The survey report on Nov. 9 has shown “there is a significant lack of trust in the Niagara Health System, related to its negative reputation.”
The study was conducted by Dr. Terry Flynn, an assistant professor of communications management in the Department of Communication Studies and Multimedia at McMaster University in Hamilton, and Rebecca Edgar, studying for her Master of Communications Management degree at McMaster. Edgar also teaches at Niagara College in the Environmental Management and Assessment Graduate Certificate program.
The purpose of the survey was to obtain a “deeper understanding of the various thoughts and opinions of the Niagara Region residents.”
The survey was composed of more than 530 stratified random sample telephone surveys, 1,550 online survey responses, 300 community newspaper print surveys, 27 in-depth interviews with community leaders, 4,000 lines of personal comments and a larger look into the past seven years of media coverage regarding the NHS.
The results indicate Niagara Region residents were “highly engaged” in participating in the surveys provided.
But the NHS is the subject of another analysis report, expected from NHS supervisor Dr. Kevin Smith.

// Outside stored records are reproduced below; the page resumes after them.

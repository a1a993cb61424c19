//! Tour: a permutation of nodes with its cached cost.

use std::cmp::Ordering;

use rand::seq::SliceRandom;
use rand::Rng;
use serde::Serialize;
use u_metaheur::ga::Individual;

use crate::distance::DistanceMatrix;
use crate::error::{Result, TspError};
use crate::local_search::two_opt_improve;

/// A closed tour over all nodes and its total length.
///
/// Tours built through [`Tour::random`] or [`Tour::from_permutation`] are
/// 2-opt local optima whose cached cost matches a full evaluation of the
/// node sequence. The sequence is only reachable immutably, so the cost
/// can never go stale.
///
/// # Examples
///
/// ```
/// use u_tsp_memetic::distance::DistanceMatrix;
/// use u_tsp_memetic::models::Tour;
///
/// let dm = DistanceMatrix::from_coordinates(&[(0.0, 0.0), (0.0, 10.0), (10.0, 10.0), (10.0, 0.0)])
///     .expect("non-empty");
/// let tour = Tour::from_permutation(vec![0, 2, 1, 3], &dm).expect("valid permutation");
/// assert_eq!(tour.cost(), 40.0);
/// assert_eq!(tour.len(), 4);
/// ```
#[derive(Debug, Clone, PartialEq, Serialize)]
pub struct Tour {
    nodes: Vec<usize>,
    cost: f64,
}

impl Tour {
    /// Creates a tour of the given size with zeroed content and zero cost.
    ///
    /// Only useful as a buffer; it is not a valid permutation for `size > 1`.
    pub fn placeholder(size: usize) -> Self {
        Self {
            nodes: vec![0; size],
            cost: 0.0,
        }
    }

    /// Creates a uniformly shuffled tour and refines it with 2-opt.
    pub fn random<R: Rng>(distances: &DistanceMatrix, rng: &mut R) -> Self {
        let mut nodes: Vec<usize> = (0..distances.size()).collect();
        nodes.shuffle(rng);
        Self::refined(nodes, distances)
    }

    /// Validates an explicit permutation and refines it with 2-opt.
    pub fn from_permutation(nodes: Vec<usize>, distances: &DistanceMatrix) -> Result<Self> {
        validate_permutation(&nodes, distances.size())?;
        Ok(Self::refined(nodes, distances))
    }

    /// Validates an explicit permutation and computes its cost without refining.
    pub fn evaluated(nodes: Vec<usize>, distances: &DistanceMatrix) -> Result<Self> {
        validate_permutation(&nodes, distances.size())?;
        let cost = distances.tour_cost(&nodes);
        Ok(Self { nodes, cost })
    }

    /// Refines a sequence already known to be a permutation.
    pub(crate) fn refined(mut nodes: Vec<usize>, distances: &DistanceMatrix) -> Self {
        let cost = two_opt_improve(&mut nodes, distances);
        Self { nodes, cost }
    }

    /// Node sequence in visiting order.
    pub fn nodes(&self) -> &[usize] {
        &self.nodes
    }

    /// Consumes the tour and returns its node sequence.
    pub fn into_nodes(self) -> Vec<usize> {
        self.nodes
    }

    /// Cached total length, closing edge included.
    pub fn cost(&self) -> f64 {
        self.cost
    }

    /// Number of nodes in the tour.
    pub fn len(&self) -> usize {
        self.nodes.len()
    }

    /// Returns `true` if the tour has no nodes.
    pub fn is_empty(&self) -> bool {
        self.nodes.is_empty()
    }

    /// Total order on cost, for sorting.
    pub fn cmp_cost(&self, other: &Self) -> Ordering {
        self.cost.total_cmp(&other.cost)
    }
}

impl PartialOrd for Tour {
    fn partial_cmp(&self, other: &Self) -> Option<Ordering> {
        self.cost.partial_cmp(&other.cost)
    }
}

impl Individual for Tour {
    type Fitness = f64;

    fn fitness(&self) -> f64 {
        self.cost
    }

    fn set_fitness(&mut self, fitness: f64) {
        self.cost = fitness;
    }
}

/// Checks that `nodes` holds every index of `0..size` exactly once.
pub fn validate_permutation(nodes: &[usize], size: usize) -> Result<()> {
    if nodes.len() != size {
        return Err(TspError::SizeMismatch {
            expected: size,
            found: nodes.len(),
        });
    }
    let mut seen = vec![false; size];
    for &node in nodes {
        if node >= size || seen[node] {
            return Err(TspError::NotAPermutation { node });
        }
        seen[node] = true;
    }
    Ok(())
}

With the health ministry’s appointment of Smith in late August, an ongoing feedback review of the health system is under way.
Niagara Falls Liberal MPP Kim Craitor says Smith has conducted “these reviews before, and with his skills and ability track record, the results have been positive in the past.”

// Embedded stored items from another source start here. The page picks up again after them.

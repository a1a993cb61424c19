//! Error types for the solver.
//!
//! Malformed input is rejected before any stochastic work starts. Broken
//! internal invariants surface as [`TspError::InvariantViolation`] and abort
//! the whole solve.

use thiserror::Error;

/// Result alias used throughout the crate.
pub type Result<T> = std::result::Result<T, TspError>;

/// Unified error type for instance construction and solving.
#[derive(Debug, Clone, PartialEq, Error)]
pub enum TspError {
    /// The instance has no nodes.
    #[error("instance has no nodes")]
    EmptyInstance,

    /// A sequence or matrix does not have the expected length.
    #[error("size mismatch: expected {expected}, found {found}")]
    SizeMismatch {
        /// Expected length.
        expected: usize,
        /// Actual length.
        found: usize,
    },

    /// A tour is not a permutation of `0..N`.
    #[error("not a permutation: node {node} is out of range or repeated")]
    NotAPermutation {
        /// First offending node.
        node: usize,
    },

    /// A node coordinate is NaN or infinite.
    #[error("coordinates of node {node} are not finite")]
    NonFiniteCoordinate {
        /// Offending node.
        node: usize,
    },

    /// A distance is NaN or infinite.
    #[error("distance from {from} to {to} is not finite")]
    NonFiniteDistance {
        /// Row index.
        from: usize,
        /// Column index.
        to: usize,
    },

    /// An operator needs more nodes than it was given.
    #[error("operator requires at least {required} nodes, found {found}")]
    TooFewNodes {
        /// Minimum number of nodes.
        required: usize,
        /// Actual number of nodes.
        found: usize,
    },

    /// Invalid evolver configuration.
    #[error("invalid configuration: {0}")]
    InvalidConfig(String),

    /// An internal invariant was broken.
    #[error("invariant violation: {0}")]
    InvariantViolation(String),
}

impl TspError {
    /// Returns `true` for errors caused by caller input rather than the engine.
    pub fn is_invalid_input(&self) -> bool {
        !matches!(self, TspError::InvariantViolation(_))
    }
}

“[Smith] is talking with doctors, nurses, mayors — anyone and everyone that would like to see him. He doesn’t tend to make many comments on how things are going with [the review], as it will take him six or seven months to put together a report,” said Craitor.
Smith participates in a blog on the NHS website and encourages feedback from Niagara region residents.

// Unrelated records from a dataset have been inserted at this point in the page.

//! Nearest-neighbor constructive heuristic.
//!
//! Builds a tour greedily: starting from node 0, always move to the closest
//! node not yet visited.
//!
//! # Complexity
//!
//! O(n²) worst case. Each step scans the current node's sorted neighbor
//! list for its first unvisited entry, which is usually near the front.
//!
//! # Reference
//!
//! The simplest TSP construction heuristic. Tours are typically 20-25%
//! above optimal, but after 2-opt they make a strong seed individual.

use crate::distance::NeighborIndex;
use crate::error::{Result, TspError};

/// Constructs a tour using the nearest-neighbor heuristic.
///
/// Deterministic: ties resolve to the lower node index through the
/// ordering of [`NeighborIndex`].
///
/// # Examples
///
/// ```
/// use u_tsp_memetic::distance::{DistanceMatrix, NeighborIndex};
/// use u_tsp_memetic::constructive::nearest_neighbor;
///
/// let dm = DistanceMatrix::from_coordinates(&[(0.0, 0.0), (3.0, 0.0), (1.0, 0.0), (2.0, 0.0)])
///     .expect("non-empty");
/// let index = NeighborIndex::new(&dm).expect("non-empty");
///
/// let tour = nearest_neighbor(&index).expect("non-empty");
/// assert_eq!(tour, vec![0, 2, 3, 1]);
/// ```
pub fn nearest_neighbor(nearest: &NeighborIndex) -> Result<Vec<usize>> {
    if nearest.is_empty() {
        return Err(TspError::EmptyInstance);
    }

    let n = nearest.len();
    let mut visited = vec![false; n];
    let mut tour = Vec::with_capacity(n);
    tour.push(0);
    visited[0] = true;

    for _ in 1..n {
        let current = tour[tour.len() - 1];
        let next = nearest
            .neighbors(current)
            .iter()
            .copied()
            .find(|&candidate| !visited[candidate])
            .ok_or_else(|| {
                TspError::InvariantViolation(format!(
                    "node {current} has no unvisited neighbor"
                ))
            })?;
        visited[next] = true;
        tour.push(next);
    }

    Ok(tour)
}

He blogged an apology statement on Nov. 7 following 82-year-old Doreen Wallace’s fall in the Greater Niagara General Hospital’s entranceway, where hospital staff responded by calling for an
ambulance rather than directly assisting her.
“This incident does represent poor judgment by some members of our team, as well as management’s failure to ensure the clarity of our processes and procedures for assisting individuals in distress and communication of our standard of care.”
Craitor said, “The nurses who were on duty did not have enough staff on duty to properly help and needed special skills to move her [Wallace]. From looking at other reports, there’s more to it, but when you help a certain person, you need particular people to pick her up properly.”
Smith also added, “A small working group has been struck to review all NHS codes to ensure we are aligned with peer hospitals, to be completed by Nov. 18.”
The NHS is examining the McMaster Community Engagement and Reputation study report in close detail with Flynn to “develop an action plan to address his findings and recommendations” and thanks the community for their “willingness to work with us and Dr. Flynn in finding solutions to our challenges.”